→ **Instructions for the task**
Search the material for the word "UserSummary" and copy each line that holds it.
- Opening Delimiter -
use chrono::{DateTime, Utc};
use serde::{Deserialize, Serialize};
use sqlx::{FromRow, PgPool};

use crate::error::AppError;
use crate::utils::{hash_password, verify_password};

#[derive(Debug, Clone, Copy, PartialEq, Eq, Serialize, Deserialize)]
#[serde(rename_all = "lowercase")]
pub enum UserRole {
    User,
    Admin,
}

impl UserRole {
    pub fn as_str(&self) -> &'static str {
        match self {
            UserRole::User => "user",
            UserRole::Admin => "admin",
        }
    }

    pub fn parse(value: &str) -> Option<Self> {
        match value {
            "user" => Some(UserRole::User),
            "admin" => Some(UserRole::Admin),
            _ => None,
        }
    }
}

#[derive(Debug, Clone, Serialize, Deserialize, FromRow)]
pub struct User {
    pub id: i32,
    pub name: String,
    pub email: String,
    pub cnic: String,
    #[serde(skip_serializing)]
    pub password: String,
    pub role: String,
    pub created_at: DateTime<Utc>,
}

/// 管理后台展示用，不含密码
#[derive(Debug, Clone, Serialize, FromRow)]
pub struct UserSummary {
    pub id: i32,
    pub name: String,
    pub email: String,
    pub cnic: String,
    pub role: String,
    pub created_at: DateTime<Utc>,
}

#[derive(Debug, Deserialize)]
pub struct SignupForm {
    pub name: Option<String>,
    pub email: Option<String>,
    pub cnic: Option<String>,
    pub password: Option<String>,
}

#[derive(Debug, Deserialize)]
pub struct LoginForm {
    pub email: Option<String>,
    pub password: Option<String>,
}

#[derive(Debug, Serialize)]
pub struct CheckAuthResponse {
    pub authenticated: bool,
    #[serde(skip_serializing_if = "Option::is_none")]
    pub user: Option<String>,
}

#[derive(Debug, Clone)]
pub struct NewUser {
    pub name: String,
    pub email: String,
    pub cnic: String,
    pub password: String,
}

#[derive(Debug)]
pub enum AdminCreation {
    Created(User),
    AlreadyExists,
}

pub(crate) fn non_empty(value: Option<String>) -> Option<String> {
    value
        .map(|v| v.trim().to_string())
        .filter(|v| !v.is_empty())
}

/// 邮箱统一转小写后存储和比较
pub fn normalize_email(email: &str) -> String {
    email.trim().to_lowercase()
}

impl SignupForm {
    /// 任一字段缺失或为空时返回 None
    pub fn into_new_user(self) -> Option<NewUser> {
        Some(NewUser {
            name: non_empty(self.name)?,
            email: normalize_email(&non_empty(self.email)?),
            cnic: non_empty(self.cnic)?,
            // 密码不做 trim
            password: self.password.filter(|p| !p.is_empty())?,
        })
    }
}

impl LoginForm {
    pub fn credentials(self) -> Option<(String, String)> {
        Some((
            normalize_email(&non_empty(self.email)?),
            self.password.filter(|p| !p.is_empty())?,
        ))
    }
}

const USER_COLUMNS: &str = "id, name, email, cnic, password, role, created_at";

pub fn is_unique_violation(err: &sqlx::Error) -> bool {
    err.as_database_error()
        .is_some_and(|db_err| db_err.is_unique_violation())
}

impl User {
    pub fn role(&self) -> Option<UserRole> {
        UserRole::parse(&self.role)
    }

    pub async fn create(pool: &PgPool, new_user: NewUser) -> Result<Self, sqlx::Error> {
        Self::insert(pool, new_user, UserRole::User).await
    }

    async fn insert(pool: &PgPool, new_user: NewUser, role: UserRole) -> Result<Self, sqlx::Error> {
        // bcrypt 计算量大，放到阻塞线程池
        let password = new_user.password.clone();
        let password_hash = tokio::task::spawn_blocking(move || hash_password(&password))
            .await
            .map_err(|e| sqlx::Error::Protocol(format!("Password hashing task failed: {}", e)))?
            .map_err(|e| sqlx::Error::Protocol(format!("Failed to hash password: {}", e)))?;

        let user = sqlx::query_as::<_, User>(&format!(
            r#"
            INSERT INTO users (name, email, cnic, password, role)
            VALUES ($1, $2, $3, $4, $5)
            RETURNING {USER_COLUMNS}
            "#
        ))
        .bind(&new_user.name)
        .bind(&new_user.email)
        .bind(&new_user.cnic)
        .bind(&password_hash)
        .bind(role.as_str())
        .fetch_one(pool)
        .await?;

        tracing::info!("Created {} account {}", role.as_str(), user.id);
        Ok(user)
    }

    /// 已存在同邮箱账号时不重复创建
    pub async fn create_admin(pool: &PgPool, new_user: NewUser) -> Result<AdminCreation, sqlx::Error> {
        if Self::find_by_email(pool, &new_user.email).await?.is_some() {
            return Ok(AdminCreation::AlreadyExists);
        }
        match Self::insert(pool, new_user, UserRole::Admin).await {
            Ok(user) => Ok(AdminCreation::Created(user)),
            Err(e) if is_unique_violation(&e) => Ok(AdminCreation::AlreadyExists),
            Err(e) => Err(e),
        }
    }

    pub async fn find_by_email(pool: &PgPool, email: &str) -> Result<Option<Self>, sqlx::Error> {
        sqlx::query_as::<_, User>(&format!(
            "SELECT {USER_COLUMNS} FROM users WHERE lower(email) = lower($1)"
        ))
        .bind(email)
        .fetch_optional(pool)
        .await
    }

    pub async fn exists_by_email_or_cnic(
        pool: &PgPool,
        email: &str,
        cnic: &str,
    ) -> Result<bool, sqlx::Error> {
        sqlx::query_scalar::<_, bool>(
            "SELECT EXISTS(SELECT 1 FROM users WHERE lower(email) = lower($1) OR cnic = $2)",
        )
        .bind(email)
        .bind(cnic)
        .fetch_one(pool)
        .await
    }

    pub async fn role_of(pool: &PgPool, email: &str) -> Result<Option<UserRole>, sqlx::Error> {
        let role = sqlx::query_scalar::<_, String>(
            "SELECT role FROM users WHERE lower(email) = lower($1)",
        )
        .bind(email)
        .fetch_optional(pool)
        .await?;
        Ok(role.as_deref().and_then(UserRole::parse))
    }

    pub async fn list_all(pool: &PgPool) -> Result<Vec<UserSummary>, sqlx::Error> {
        sqlx::query_as::<_, UserSummary>(
            r#"
            SELECT id, name, email, cnic, role, created_at
            FROM users
            ORDER BY created_at DESC, id DESC
            "#,
        )
        .fetch_all(pool)
        .await
    }

    pub async fn verify_login(&self, password: String) -> Result<bool, AppError> {
        let hash = self.password.clone();
        tokio::task::spawn_blocking(move || verify_password(&password, &hash))
            .await
            .map_err(|e| AppError::Internal(format!("password verification task failed: {}", e)))?
            .map_err(|e| AppError::Internal(format!("password verification failed: {}", e)))
    }
}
- Closing Delimiter -
→ **Response**
pub struct UserSummary {
    pub async fn list_all(pool: &PgPool) -> Result<Vec<UserSummary>, sqlx::Error> {
        sqlx::query_as::<_, UserSummary>(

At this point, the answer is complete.